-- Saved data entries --

use serde::{Deserialize, Serialize};

use crate::commands::socket::SocketOutput;
use crate::commands::timer::TimerOutput;
use crate::types::{ConfigField, FeatureToggle};

/// Events that can happen in the app
#[derive(Debug, Serialize, Deserialize, Clone, PartialEq, Eq)]
pub enum Event {
    /// Page loaded; `host` is the host the page was served from
    Initialize { host: String },
    Socket(SocketEvent),
    Scan(ScanEvent),
    Form(FormEvent),
    Ui(UiEvent),
}

/// Device socket events
#[derive(Debug, Serialize, Deserialize, Clone, PartialEq, Eq)]
pub enum SocketEvent {
    /// Raw text frame received from the device
    FrameReceived(String),
    /// The shell noticed the connection went away
    Closed,

    // Socket responses (internal events, skipped from serialization)
    #[serde(skip)]
    ConnectResponse(SocketOutput),
    #[serde(skip)]
    SendResponse(SocketOutput),
}

/// Network scan events
#[derive(Debug, Serialize, Deserialize, Clone, PartialEq, Eq)]
pub enum ScanEvent {
    /// User asked for a fresh network list
    Refresh,

    // Timer responses (internal events)
    #[serde(skip)]
    TimerResponse(TimerOutput),
}

/// Form input events
#[derive(Debug, Serialize, Deserialize, Clone, PartialEq, Eq)]
pub enum FormEvent {
    FieldChanged { field: ConfigField, value: String },
    ToggleChanged { toggle: FeatureToggle, enabled: bool },
    SsidSelected(String),
    Submit,
    Reset,
}

/// UI housekeeping events
#[derive(Debug, Serialize, Deserialize, Clone, PartialEq, Eq)]
pub enum UiEvent {
    ClearError,
    /// The shell moved focus to the requested field
    FocusHandled,
}
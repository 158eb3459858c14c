use crux_core::{render::render, Command};

use crate::events::{Event, FormEvent};
use crate::model::Model;
use crate::types::{
    saved_only, ConfigField, ConfigForm, ConfigSnapshot, OutboundMessage, PageState,
};
use crate::Effect;

use super::socket;

/// Handle form input, submit and reset
pub fn handle(event: FormEvent, model: &mut Model) -> Command<Effect, Event> {
    if model.page == PageState::Saved {
        log::debug!("Configuration already saved, ignoring {event:?}");
        return Command::done();
    }

    match event {
        FormEvent::FieldChanged {
            field: ConfigField::SsidName,
            value,
        }
        | FormEvent::SsidSelected(value) => {
            if model.controls.ssid_select_disabled || !model.select_ssid(&value) {
                return Command::done();
            }
            render()
        }
        FormEvent::FieldChanged { field, value } => match model.form.text_mut(field) {
            Some(current) if *current != value => {
                *current = value;
                render()
            }
            _ => Command::done(),
        },
        FormEvent::ToggleChanged { toggle, enabled } => {
            model.form.set_toggle(toggle, enabled);
            render()
        }
        FormEvent::Submit => handle_submit(model),
        FormEvent::Reset => {
            if model.controls.reset_disabled {
                return Command::done();
            }
            reset_form_fields(model);
            render()
        }
    }
}

/// Fill the form from a configuration reported by the device
pub fn populate(snapshot: &ConfigSnapshot, model: &mut Model) {
    model.saved_ssid = snapshot.ssid_name.clone();
    model.ssid_options = saved_only(&model.saved_ssid);
    model.form = ConfigForm::from(snapshot);
}

/// Check all fields, record inline errors and request focus on the first one.
///
/// Returns whether the form can be submitted.
pub fn validate(model: &mut Model) -> bool {
    let errors = model.form.validate(model.selected_ssid());
    model.focus = errors.first().map(|e| e.field);
    model.field_errors = errors;
    model.field_errors.is_empty()
}

/// Clear every input, switch all features on and forget the saved network
pub fn reset_form_fields(model: &mut Model) {
    model.form = ConfigForm::cleared();
    model.ssid_options.clear();
    model.field_errors.clear();
    model.focus = None;
    model.saved_ssid.clear();
}

fn handle_submit(model: &mut Model) -> Command<Effect, Event> {
    if model.controls.submit_disabled {
        return Command::done();
    }

    if !validate(model) {
        if let Some(field) = model.focus {
            log::warn!(
                "Validation failed at {}. Please fill in all fields.",
                field.element_id()
            );
        }
        return render();
    }

    let config = model.form.to_snapshot(model.selected_ssid());
    log::debug!("Submitting configuration for network {:?}", config.ssid_name);
    let request = socket::send(OutboundMessage::SaveConfig(config), model);

    Command::all([render(), request])
}
//! Socket frames exchanged with the device.
//!
//! Inbound frames are tagged by an `action` field. Only `wifi_list` and
//! `save_ack` are recognised; every other frame, with or without a tag, is the
//! device's configuration snapshot (the firmware tags it `config_data`).

use serde::{Deserialize, Serialize};
use serde_json::Value;

use crate::error::ProtocolError;
use crate::types::ConfigSnapshot;

const ACTION_WIFI_LIST: &str = "wifi_list";
const ACTION_SAVE_ACK: &str = "save_ack";

/// A decoded frame received from the device
#[derive(Debug, Clone, PartialEq, Eq)]
pub enum InboundMessage {
    /// Result of a network scan, in scan order
    WifiList { ssids: Vec<String> },
    /// The device accepted a new configuration and is applying it
    SaveAck,
    /// The configuration currently stored on the device
    Snapshot(ConfigSnapshot),
}

#[derive(Deserialize)]
struct WifiListPayload {
    #[serde(default)]
    ssids: Vec<String>,
}

impl InboundMessage {
    /// Parses a raw text frame.
    pub fn parse(raw: &str) -> Result<Self, ProtocolError> {
        let value: Value = serde_json::from_str(raw).map_err(ProtocolError::InvalidJson)?;
        let action = value
            .get("action")
            .and_then(Value::as_str)
            .map(str::to_string);

        let shape_error = |source: serde_json::Error| ProtocolError::InvalidShape {
            action: action.clone(),
            source,
        };

        match action.as_deref() {
            Some(ACTION_WIFI_LIST) => {
                let payload: WifiListPayload =
                    serde_json::from_value(value).map_err(shape_error)?;
                Ok(Self::WifiList {
                    ssids: payload.ssids,
                })
            }
            Some(ACTION_SAVE_ACK) => Ok(Self::SaveAck),
            _ => serde_json::from_value(value)
                .map(Self::Snapshot)
                .map_err(shape_error),
        }
    }
}

/// A frame sent to the device
#[derive(Debug, Clone, Serialize, PartialEq, Eq)]
#[serde(tag = "action", rename_all = "snake_case")]
pub enum OutboundMessage {
    GetConfig,
    ScanWifi,
    SaveConfig(ConfigSnapshot),
}

impl OutboundMessage {
    /// Encodes the message as a JSON text frame.
    pub fn encode(&self) -> Result<String, ProtocolError> {
        serde_json::to_string(self).map_err(ProtocolError::Encode)
    }

    /// Wire name of the message, for logging
    pub fn action(&self) -> &'static str {
        match self {
            Self::GetConfig => "get_config",
            Self::ScanWifi => "scan_wifi",
            Self::SaveConfig(_) => "save_config",
        }
    }
}

#[cfg(test)]
mod tests {
    use super::*;

    #[test]
    fn parses_wifi_list_in_scan_order() {
        let msg =
            InboundMessage::parse(r#"{"action":"wifi_list","ssids":["Cafe","Office","Cafe"]}"#)
                .unwrap();

        assert_eq!(
            msg,
            InboundMessage::WifiList {
                ssids: vec!["Cafe".into(), "Office".into(), "Cafe".into()]
            }
        );
    }

    #[test]
    fn wifi_list_without_ssids_is_an_empty_scan() {
        let msg = InboundMessage::parse(r#"{"action":"wifi_list"}"#).unwrap();
        assert_eq!(msg, InboundMessage::WifiList { ssids: vec![] });
    }

    #[test]
    fn parses_save_ack_ignoring_status() {
        let msg = InboundMessage::parse(r#"{"action":"save_ack","status":"ok"}"#).unwrap();
        assert_eq!(msg, InboundMessage::SaveAck);
    }

    #[test]
    fn untagged_and_unknown_actions_are_snapshots() {
        for raw in [
            r#"{"ssidName":"HomeNet"}"#,
            r#"{"action":"config_data","ssidName":"HomeNet"}"#,
        ] {
            let InboundMessage::Snapshot(snapshot) = InboundMessage::parse(raw).unwrap() else {
                panic!("expected snapshot for {raw}");
            };
            assert_eq!(snapshot.ssid_name, "HomeNet");
            assert_eq!(snapshot.mqtt_server_port, 1883);
        }
    }

    #[test]
    fn rejects_non_json_frames() {
        assert!(matches!(
            InboundMessage::parse("not json"),
            Err(ProtocolError::InvalidJson(_))
        ));
    }

    #[test]
    fn rejects_wrongly_typed_fields() {
        let err = InboundMessage::parse(r#"{"action":"wifi_list","ssids":"Cafe"}"#).unwrap_err();
        assert!(matches!(
            err,
            ProtocolError::InvalidShape { action: Some(ref a), .. } if a == "wifi_list"
        ));
    }

    #[test]
    fn encodes_requests_with_action_tag() {
        assert_eq!(
            OutboundMessage::GetConfig.encode().unwrap(),
            r#"{"action":"get_config"}"#
        );
        assert_eq!(
            OutboundMessage::ScanWifi.encode().unwrap(),
            r#"{"action":"scan_wifi"}"#
        );
    }

    #[test]
    fn save_config_flattens_snapshot_fields() {
        let snapshot = ConfigSnapshot {
            ssid_name: "HomeNet".into(),
            mqtt_server: "broker.local".into(),
            ..Default::default()
        };

        let frame = OutboundMessage::SaveConfig(snapshot).encode().unwrap();
        let value: Value = serde_json::from_str(&frame).unwrap();

        assert_eq!(value["action"], "save_config");
        assert_eq!(value["ssidName"], "HomeNet");
        assert_eq!(value["mqttServer"], "broker.local");
        assert_eq!(value["mqttServerPort"], 1883);
    }
}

-- Requirement --
Given the data above, which lines hold the string "responses"? Return them.

-- Solution for this task --
    // Socket responses (internal events, skipped from serialization)
    // Timer responses (internal events)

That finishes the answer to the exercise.